Adeso aims to spin $5M Scott grant into endowment, web platform

Degan Ali, executive director at Adeso. Photo by: Fredrik Naumann / Felix Features via Norad / CC BY-NC-ND

Adeso, a Kenya-based humanitarian aid and development nonprofit, intends to spin a $5 million grant it received from billionaire philanthropist MacKenzie Scott into an endowment to ensure its longevity. It also aims to use its heightened profile as a Scott grantee to push other major donors to provide more funding and resources to local organizations in the global south.

The nonprofit’s executive director, Degan Ali, has said on Twitter that the grant from Scott last year was a “real game changer for our work and the changes we aim to make in #decolonizingaid.” Adeso’s revenue was a little over $3 million in 2020 and $4.6 million in 2019.

Ali has been an advocate for the “decolonizing aid” movement, which seeks to decenter the voices of Western decision-makers and shift more power to nonwhite and local leaders in the global south. With funding from Scott and other donors, Ali is now poised to help other grassroots organizations gain access to the resources they need to sustain the work they are doing on behalf of their communities.

First, Adeso aims to cement its own future by investing the $5 million grant and turning it into an endowment, Ali told Devex.

“We basically said we’re not going to use it for operational costs every day, and we’re going to try to turn this and other funds that we get hopefully in the next few years and grow it into a $30 million to $50 million endowment. That’s our goal in the next 10 years,” Ali said.

Ali said she was surprised to learn that not all Scott grantees had launched such plans. That speaks to how, in addition to more unrestricted grants from donors like Scott, nonprofits could benefit from receiving technical assistance for diversifying funds and access to wealth managers, she said.
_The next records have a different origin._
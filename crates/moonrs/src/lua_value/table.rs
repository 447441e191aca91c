// Hybrid array + hash container.
//
// The array part holds integer keys 1..=n contiguously. The hash part is a
// power-of-two vector of nodes resolved with Brent's variation: every key
// is reachable from its main position, and a colliding resident that is
// *not* in its own main position gets displaced to a free slot. Each node
// stores a signed offset to the next node of its chain (0 = end of chain).
//
// Writing nil is deletion: the slot keeps its key until the next rehash so
// chains stay intact, but lookups and iteration treat it as absent.

use crate::gc::{Arena, StrId, TableId};
use crate::lua_value::lua_string::LuaStr;
use crate::lua_value::value::{Value, float_to_int};

/// Narrow view of the string arena, so table operations can hash and
/// compare string keys while the table itself is mutably borrowed from the
/// pool.
pub struct StrPool<'a> {
    pub arena: &'a Arena<LuaStr>,
    pub seed: &'a ahash::RandomState,
}

impl<'a> StrPool<'a> {
    #[inline(always)]
    pub fn hash(&self, id: StrId) -> u64 {
        self.arena.get(id.0).expect("string id").hash(self.seed)
    }

    #[inline(always)]
    pub fn bytes(&self, id: StrId) -> &[u8] {
        self.arena.get(id.0).expect("string id").as_bytes()
    }
}

/// Key equality as used by the hash part: mathematical equality for
/// numbers, content equality for strings, identity otherwise.
pub fn key_equal(a: &Value, b: &Value, strs: &StrPool) -> bool {
    match (a, b) {
        (Value::Nil, Value::Nil) => true,
        (Value::Bool(x), Value::Bool(y)) => x == y,
        (Value::Int(x), Value::Int(y)) => x == y,
        (Value::Float(x), Value::Float(y)) => x == y,
        (Value::Int(x), Value::Float(y)) | (Value::Float(y), Value::Int(x)) => (*x as f64) == *y,
        (Value::LightPtr(x), Value::LightPtr(y)) => x == y,
        (Value::Str(x), Value::Str(y)) => x == y || strs.bytes(*x) == strs.bytes(*y),
        (Value::Table(x), Value::Table(y)) => x == y,
        (Value::Func(x), Value::Func(y)) => x == y,
        (Value::UserData(x), Value::UserData(y)) => x == y,
        (Value::Thread(x), Value::Thread(y)) => x == y,
        _ => false,
    }
}

/// Keys are normalized before hashing: a float with an exact integer value
/// is the same key as that integer, and -0.0 folds onto 0.
#[inline(always)]
pub fn normalize_key(key: Value) -> Value {
    if let Value::Float(f) = key {
        if let Some(i) = float_to_int(f) {
            return Value::Int(i);
        }
    }
    key
}

fn key_hash(key: &Value, strs: &StrPool) -> u64 {
    match key {
        Value::Nil => 0,
        Value::Bool(b) => {
            if *b {
                0x9e37_79b9_7f4a_7c15
            } else {
                0x2545_f491_4f6c_dd1d
            }
        }
        Value::Int(i) => strs.seed.hash_one(*i),
        Value::Float(f) => strs.seed.hash_one(f.to_bits()),
        Value::LightPtr(p) => strs.seed.hash_one(*p),
        Value::Str(id) => strs.hash(*id),
        Value::Table(id) => strs.seed.hash_one((5u8, id.0)),
        Value::Func(id) => strs.seed.hash_one((6u8, id.0)),
        Value::UserData(id) => strs.seed.hash_one((7u8, id.0)),
        Value::Thread(id) => strs.seed.hash_one((8u8, id.0)),
    }
}

#[derive(Clone, Copy)]
struct Node {
    key: Value,
    value: Value,
    /// Signed offset to the next node in this key's chain; 0 ends it.
    next: i32,
}

const EMPTY_NODE: Node = Node {
    key: Value::Nil,
    value: Value::Nil,
    next: 0,
};

pub struct Table {
    array: Vec<Value>,
    nodes: Vec<Node>,
    /// One past the last slot that may still be free; free-slot search
    /// walks downward from here.
    lastfree: usize,
    pub(crate) metatable: Option<TableId>,
    /// Cache of "metamethod known absent" bits, cleared on any write.
    pub(crate) flags: u8,
}

#[derive(Debug, Clone, Copy, PartialEq, Eq)]
pub enum TableError {
    NilKey,
    NanKey,
    InvalidNextKey,
}
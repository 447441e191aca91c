// Lightweight error kind, one byte. The error *object* (usually a string,
// but any value a script passed to error()) lives in the VM state so
// Results stay small; hosts retrieve it with `LuaVM::take_error_value` or
// `into_full_error`.

#[derive(Debug, Clone, Copy, PartialEq, Eq)]
pub enum LuaError {
    /// Error raised while running (type error, arithmetic on a
    /// non-number, user error() call, ...).
    RuntimeError,
    /// Compile failure; the message carries chunkname:line.
    SyntaxError,
    /// Allocation limit hit.
    OutOfMemory,
    /// Value-stack or call-depth limit hit.
    StackOverflow,
    /// A __gc finalizer raised.
    GcMetamethodError,
    /// The message handler of a protected call itself raised.
    ErrorInErrorHandler,
    /// Not an error: a coroutine yielded and is unwinding to its resume
    /// point.
    Yield,
}

impl std::fmt::Display for LuaError {
    fn fmt(&self, f: &mut std::fmt::Formatter<'_>) -> std::fmt::Result {
        let s = match self {
            LuaError::RuntimeError => "runtime error",
            LuaError::SyntaxError => "syntax error",
            LuaError::OutOfMemory => "not enough memory",
            LuaError::StackOverflow => "stack overflow",
            LuaError::GcMetamethodError => "error in __gc metamethod",
            LuaError::ErrorInErrorHandler => "error in error handling",
            LuaError::Yield => "yield",
        };
        write!(f, "{}", s)
    }
}

impl std::error::Error for LuaError {}

/// Error kind plus the rendered error message, for embedders that want a
/// `std::error::Error` with the whole story.
#[derive(Debug, Clone)]
pub struct LuaFullError {
    pub kind: LuaError,
    pub message: String,
}

impl std::fmt::Display for LuaFullError {
    fn fmt(&self, f: &mut std::fmt::Formatter<'_>) -> std::fmt::Result {
        if self.message.is_empty() {
            write!(f, "{}", self.kind)
        } else {
            write!(f, "{}", self.message)
        }
    }
}

impl std::error::Error for LuaFullError {}
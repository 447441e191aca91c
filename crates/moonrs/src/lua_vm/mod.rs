// The interpreter state and its host-facing surface. LuaVM owns the
// object pool, the collector, the globals/registry tables, the interned
// constant strings, and the main thread; coroutines are further thread
// objects in the pool. A host function receives `&mut LuaVM` and works
// on the current thread's frame through the stack API below.

pub mod arith;
mod call_info;
mod const_string;
pub mod execute;
mod lua_error;
mod lua_state;
pub mod opcode;

pub use call_info::{call_status, CallInfo, MULTRET};
pub use const_string::{ConstStrings, TagMethod};
pub use lua_error::{LuaError, LuaFullError};
pub use lua_state::{
    hook_mask, HookEvent, HookFn, LuaThread, RecoveryKind, ResumePoint, ThreadStatus,
};
pub use opcode::{Instruction, OpCode, OpMode, LFIELDS_PER_FLUSH};

use std::rc::Rc;

use crate::compiler::{self, ChunkReader, SliceReader};
use crate::gc::{GcRef, ObjectPool, StrId, TableId, ThreadId, UdId, UpvalId, GC};
use crate::lua_value::{
    dump_proto, undump_proto, Closure, HostClosure, LuaClosure, Proto, Upvalue, Userdata, Value,
    ValueKind, BINARY_SIGNATURE,
};
use crate::lua_vm::execute::{
    do_call, get_metatable_of, protected_call, resume, ResumeOutcome,
};

pub type LuaResult<T> = Result<T, LuaError>;

/// Host function: reads its arguments from the current frame, pushes its
/// results, and returns how many it pushed.
pub type CFunction = fn(&mut LuaVM) -> LuaResult<usize>;

/// Chunk format accepted by `load`.
#[derive(Debug, Clone, Copy, PartialEq, Eq)]
pub enum LoadMode {
    Text,
    Binary,
    Both,
}

#[derive(Debug, Clone)]
pub struct VmOptions {
    /// Interning threshold: strings at most this long are deduplicated.
    pub short_string_limit: usize,
    /// CallInfo records per thread.
    pub max_call_depth: usize,
    /// Nested host-function calls per thread.
    pub max_host_depth: usize,
    /// Initial value-stack slots for new threads.
    pub initial_stack: usize,
}

impl Default for VmOptions {
    fn default() -> Self {
        VmOptions {
            short_string_limit: 40,
            max_call_depth: 8000,
            max_host_depth: 200,
            initial_stack: 64,
        }
    }
}

pub struct LuaVM {
    pub(crate) pool: ObjectPool,
    pub(crate) gc: GC,
    pub(crate) globals: TableId,
    pub(crate) registry: TableId,
    pub(crate) main_thread: ThreadId,
    pub(crate) current_thread: ThreadId,
    /// Threads that resumed the current one (status "normal").
    pub(crate) resume_chain: Vec<ThreadId>,
    pub(crate) error_value: Value,
    pub(crate) consts: ConstStrings,
    pub(crate) options: VmOptions,
    /// Per-type metatables for values without their own slot.
    type_mt: [Option<TableId>; 10],
    at_panic: Option<CFunction>,
}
Foundations have “people managing their wealth and their endowment that they’re paying every single day. Why are they not giving those resources to their partners?” Ali said. “Why don’t they say, ‘I’m not going to give you a grant of $1 million; I’m going to invest your $1 million, and hopefully it will grow over the next five years to become $10 million or $15 million or $5 million’?’”
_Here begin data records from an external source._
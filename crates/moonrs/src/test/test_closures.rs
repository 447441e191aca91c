use crate::test::{run, run_int};

#[test]
fn test_counter_closure() {
    // A captured local keeps its identity across calls.
    assert_eq!(
        run_int(
            r#"
            local function mk()
                local x = 10
                return function() x = x + 1 return x end
            end
            local c = mk()
            local a, b, d = c(), c(), c()
            return a * 10000 + b * 100 + d
            "#
        ),
        11 * 10000 + 12 * 100 + 13
    );
}

#[test]
fn test_shared_upvalue() {
    assert_eq!(
        run_int(
            r#"
            local function make()
                local value = 10
                return function() return value end,
                       function(v) value = v end
            end
            local get, set = make()
            set(42)
            return get()
            "#
        ),
        42
    );
}

#[test]
fn test_nested_capture_through_levels() {
    assert_eq!(
        run_int(
            r#"
            local function outer(x)
                return function(y)
                    return function(z) return x + y + z end
                end
            end
            return outer(1)(2)(3) + outer(10)(20)(30)
            "#
        ),
        6 + 60
    );
}

#[test]
fn test_loop_variable_capture() {
    // Each iteration of a for loop gets a fresh cell.
    assert_eq!(
        run_int(
            r#"
            local fns = {}
            for i = 1, 5 do
                fns[i] = function() return i end
            end
            return fns[1]() + fns[3]() * 10 + fns[5]() * 100
            "#
        ),
        1 + 30 + 500
    );
}

#[test]
fn test_block_exit_closes_upvalue() {
    // After the block ends, the closure must see the last written value,
    // not a reused stack slot.
    assert_eq!(
        run_int(
            r#"
            local f
            do
                local hidden = 7
                f = function() return hidden end
                hidden = 8
            end
            local clobber = 99
            return f() + clobber - clobber
            "#
        ),
        8
    );
}

#[test]
fn test_break_closes_upvalues() {
    assert_eq!(
        run_int(
            r#"
            local saved
            while true do
                local v = 21
                saved = function() return v end
                break
            end
            return saved() * 2
            "#
        ),
        42
    );
}

#[test]
fn test_upvalue_assignment_from_closure() {
    assert_eq!(
        run_int(
            r#"
            local sum = 0
            local function add(x) sum = sum + x end
            add(1) add(2) add(3)
            return sum
            "#
        ),
        6
    );
}

#[test]
fn test_recursion_through_local_function() {
    assert_eq!(
        run_int(
            r#"
            local function fib(n)
                if n < 2 then return n end
                return fib(n - 1) + fib(n - 2)
            end
            return fib(15)
            "#
        ),
        610
    );
}

#[test]
fn test_closure_over_parameter() {
    assert_eq!(
        run_int(
            r#"
            local function adder(n) return function(x) return x + n end end
            local add3 = adder(3)
            local add7 = adder(7)
            return add3(10) + add7(10)
            "#
        ),
        30
    );
}

#[test]
fn test_repeat_until_sees_block_locals() {
    // The until condition runs inside the loop body's scope.
    assert_eq!(
        run_int(
            r#"
            local n = 0
            repeat
                local done = n >= 3
                n = n + 1
            until done
            return n
            "#
        ),
        4
    );
}

#[test]
fn test_repeat_with_captured_local() {
    let values = run(
        r#"
        local fns = {}
        local i = 0
        repeat
            local v = i
            fns[#fns + 1] = function() return v end
            i = i + 1
        until i == 3
        return fns[1](), fns[2](), fns[3]()
        "#,
    );
    assert_eq!(crate::test::as_int(&values[0]), 0);
    assert_eq!(crate::test::as_int(&values[1]), 1);
    assert_eq!(crate::test::as_int(&values[2]), 2);
}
Foundations should be thinking about doing those sorts of “transformative” things for their partners to liberate them from being “professional beggars,” she added.
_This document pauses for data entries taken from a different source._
use super::*;

#[test]
fn copy_out_bag_has_correct_payload_oxum() {
    let src = tempfile::tempdir().unwrap();
    std::fs::write(src.path().join("a.txt"), vec![1u8; 10]).unwrap();
    std::fs::write(src.path().join("b.txt"), vec![2u8; 20]).unwrap();
    std::fs::create_dir(src.path().join("sub")).unwrap();
    std::fs::write(src.path().join("sub/c.txt"), vec![3u8; 4096]).unwrap();

    let bag_dir = tempfile::tempdir().unwrap();
    let info = create_bag(src.path(), bag_dir.path(), HashAlgorithm::Sha256, BagMode::CopyOut).unwrap();
    assert_eq!(info.payload_bytes, 10 + 20 + 4096);
    assert_eq!(info.payload_count, 3);

    let bag_info = std::fs::read_to_string(bag_dir.path().join("bag-info.txt")).unwrap();
    assert!(bag_info.contains("Payload-Oxum: 4126.3"));
}

#[test]
fn freshly_created_bag_verifies_clean() {
    let src = tempfile::tempdir().unwrap();
    std::fs::write(src.path().join("a.txt"), b"hello").unwrap();

    let bag_dir = tempfile::tempdir().unwrap();
    create_bag(src.path(), bag_dir.path(), HashAlgorithm::Sha256, BagMode::CopyOut).unwrap();

    let report = verify_bag(bag_dir.path(), HashAlgorithm::Sha256).unwrap();
    assert!(report.valid);
    assert_eq!(report.verified_files, 1);
    assert!(report.missing.is_empty());
    assert!(report.invalid.is_empty());
    assert!(report.extra.is_empty());
}

#[test]
fn corrupted_payload_file_is_reported_invalid() {
    let src = tempfile::tempdir().unwrap();
    std::fs::write(src.path().join("a.txt"), b"hello").unwrap();

    let bag_dir = tempfile::tempdir().unwrap();
    create_bag(src.path(), bag_dir.path(), HashAlgorithm::Sha256, BagMode::CopyOut).unwrap();

    std::fs::write(bag_dir.path().join("data/a.txt"), b"corrupted!").unwrap();

    let report = verify_bag(bag_dir.path(), HashAlgorithm::Sha256).unwrap();
    assert!(!report.valid);
    assert_eq!(report.invalid.len(), 1);
    assert_eq!(report.invalid[0].path, "data/a.txt");
}

#[test]
fn missing_payload_file_is_reported() {
    let src = tempfile::tempdir().unwrap();
    std::fs::write(src.path().join("a.txt"), b"hello").unwrap();
    std::fs::write(src.path().join("b.txt"), b"world").unwrap();

    let bag_dir = tempfile::tempdir().unwrap();
    create_bag(src.path(), bag_dir.path(), HashAlgorithm::Sha256, BagMode::CopyOut).unwrap();
    std::fs::remove_file(bag_dir.path().join("data/b.txt")).unwrap();

    let report = verify_bag(bag_dir.path(), HashAlgorithm::Sha256).unwrap();
    assert!(!report.valid);
    assert_eq!(report.missing, vec!["data/b.txt".to_string()]);
}

#[test]
fn in_place_bag_moves_source_contents_under_data() {
    let src = tempfile::tempdir().unwrap();
    std::fs::write(src.path().join("a.txt"), b"content").unwrap();

    create_bag(src.path(), src.path(), HashAlgorithm::Sha256, BagMode::InPlace).unwrap();

    assert!(src.path().join("data/a.txt").exists());
    assert!(!src.path().join("a.txt").exists());
    assert!(src.path().join("bagit.txt").exists());
}

#[test]
fn blake3_bag_manifest_filename_matches_digest_algorithm() {
    let src = tempfile::tempdir().unwrap();
    std::fs::write(src.path().join("a.txt"), b"hello").unwrap();

    let bag_dir = tempfile::tempdir().unwrap();
    create_bag(src.path(), bag_dir.path(), HashAlgorithm::Blake3, BagMode::CopyOut).unwrap();

    let manifest_path = bag_dir.path().join("manifest-blake3.txt");
    let manifest = std::fs::read_to_string(&manifest_path).unwrap();
    let line = manifest.lines().next().unwrap();
    let recorded_hash = line.split("  ").next().unwrap();
    assert_eq!(recorded_hash, crate::hasher::hash_file(HashAlgorithm::Blake3, &src.path().join("a.txt")).unwrap());

    let report = verify_bag(bag_dir.path(), HashAlgorithm::Blake3).unwrap();
    assert!(report.valid);
    assert_eq!(report.verified_files, 1);
}

#[test]
fn manifest_and_tagmanifest_use_two_space_separator() {
    let src = tempfile::tempdir().unwrap();
    std::fs::write(src.path().join("a.txt"), b"content").unwrap();

    let bag_dir = tempfile::tempdir().unwrap();
    create_bag(src.path(), bag_dir.path(), HashAlgorithm::Sha256, BagMode::CopyOut).unwrap();

    let manifest = std::fs::read_to_string(bag_dir.path().join("manifest-sha256.txt")).unwrap();
    let line = manifest.lines().next().unwrap();
    assert!(line.contains("  data/a.txt"));
}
The Bridgespan Group, a nonprofit advisory firm that has worked with donors like Scott and the Bill & Melinda Gates Foundation, has likewise advocated for philanthropists to endow minority-led and locally led organizations to help ensure their endurance and growth.

Adeso is planning to throw its weight behind the effort to increase major donations to locally led nonprofits with the launch of a new online platform. It will allow organizations from around the world to “hopefully make meaningful connections” to philanthropists and share information about themselves that may help them draw more attention and more funding to their work, Ali said. The website will be called Kuja Link. “Kuja” means “to come” in Swahili, she said.

The website will allow nonprofits to create profiles with information about the thematic areas in which they work, such as those related to refugees, human rights, or women’s issues, Ali said. They will also be able to provide details about where they operate, their existing funders, their board members, and whether they are registered in the countries in which they’re based, among other details, she said.

A major goal of the initiative is to help funders identify more groups working on the ground that aren’t major international NGOs, she added.

Kuja Link has a soft launch set for June, with the expectation of being fully operational by early next year. Funders behind its development include the Conrad N. Hilton Foundation, Humanity United, and Segal Family Foundation. Other potential funders have not yet been confirmed, said Adeso spokesperson Rebecca Kim.

“[Foundations have] people managing their wealth … that they’re paying every single day. Why are they not giving those resources to their partners?”

— Degan Ali, executive director, Adeso

In addition, Adeso aims to provide more resources to nonprofits through the establishment of a private company that will provide “back-end” services such as managing finances for certain projects and preparing for annual audits, Ali said, as many small nonprofits don’t have enough staffers for those types of tasks.

“The areas that most local organizations don’t have the infrastructure or maybe the capacity to handle is finance, the procurement, maybe some [human resources],” she said.

Ali said that local nonprofits can face difficulty creating robust back-end systems when they don’t have access to unrestricted funding that can be spent beyond specific projects. They usually don’t receive funding for those kinds of overhead costs from their INGO, United Nations, or government partners, she said.

There’s a “huge problem” with small, local nonprofits being told that they’re “risky” while also not being given the money that would help stabilize them, Ali said.

Update, April 27, 2022: This story has been updated to include Adeso’s revenue figures for 2019 and 2020.